*The problem*: Looking at each line of the data below, tally those that contain the word "instance" and give only the total.

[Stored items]
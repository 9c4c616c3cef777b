//! Outbound HTTP transport (C4's fallback path): posts the JSON envelope to the
//! server instance's HTTP endpoint and decodes the response envelope.
//!
//! Grounded on `client.rs`'s `TakoClient`: a persistent HTTP/1.1 connection opened
//! once and reused, built the same way (`hyper::client::conn::http1::handshake`
//! over a `TokioIo`-wrapped `TcpStream`, with the connection driver spawned onto
//! its own task). The TLS variant (`TakoTlsClient`) is dropped — nothing in this
//! crate's scope talks to a TLS endpoint (see DESIGN.md).

use bytes::Bytes;
use http::Request;
use http_body_util::{BodyExt, Full};
use hyper::client::conn::http1::SendRequest;
use hyper_util::rt::TokioIo;
use tokio::net::TcpStream;
use tokio::task::JoinHandle;

use crate::errors::DispatchError;
use crate::wire::{HttpRequestEnvelope, HttpResponseEnvelope};

/// A persistent HTTP/1.1 connection to one server instance's HTTP endpoint.
pub struct HttpTransport {
  sender: SendRequest<Full<Bytes>>,
  _conn_handle: JoinHandle<Result<(), hyper::Error>>,
  path: String,
}

impl HttpTransport {
  pub async fn connect(host: &str, port: u16, path: impl Into<String>) -> Result<Self, DispatchError> {
    let addr = format!("{host}:{port}");
    let tcp_stream = TcpStream::connect(&addr)
      .await
      .map_err(DispatchError::TransientNetwork)?;
    let io = TokioIo::new(tcp_stream);

    let (sender, conn) = hyper::client::conn::http1::handshake(io)
      .await
      .map_err(|e| DispatchError::MalformedEnvelope(e.to_string()))?;
    let conn_handle = tokio::spawn(async move {
      if let Err(err) = conn.await {
        tracing::error!("http transport connection error: {}", err);
      }
      Ok(())
    });

    Ok(Self {
      sender,
      _conn_handle: conn_handle,
      path: path.into(),
    })
  }

  /// Posts `envelope` and decodes the response body as an `HttpResponseEnvelope`
  /// (spec §6: HTTP always returns status 200; failure is carried in the body).
  pub async fn submit(
    &mut self,
    envelope: &HttpRequestEnvelope,
  ) -> Result<HttpResponseEnvelope, DispatchError> {
    let json = serde_json::to_vec(envelope).map_err(|e| DispatchError::MalformedEnvelope(e.to_string()))?;

    let request = Request::builder()
      .method("POST")
      .uri(self.path.as_str())
      .header("content-type", "application/json")
      .body(Full::new(Bytes::from(json)))
      .map_err(|e| DispatchError::MalformedEnvelope(e.to_string()))?;

    let response = self
      .sender
      .send_request(request)
      .await
      .map_err(|e| to_dispatch_error(&e))?;

    let body_bytes = response
      .into_body()
      .collect()
      .await
      .map_err(|e| DispatchError::MalformedEnvelope(e.to_string()))?
      .to_bytes();

    serde_json::from_slice(&body_bytes).map_err(|e| DispatchError::MalformedEnvelope(e.to_string()))
  }
}

fn to_dispatch_error(err: &hyper::Error) -> DispatchError {
  if err.is_closed() || err.is_incomplete_message() {
    DispatchError::ChannelClosed
  } else {
    DispatchError::TransientNetwork(std::io::Error::other(err.to_string()))
  }
}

*Solution to this problem*: 2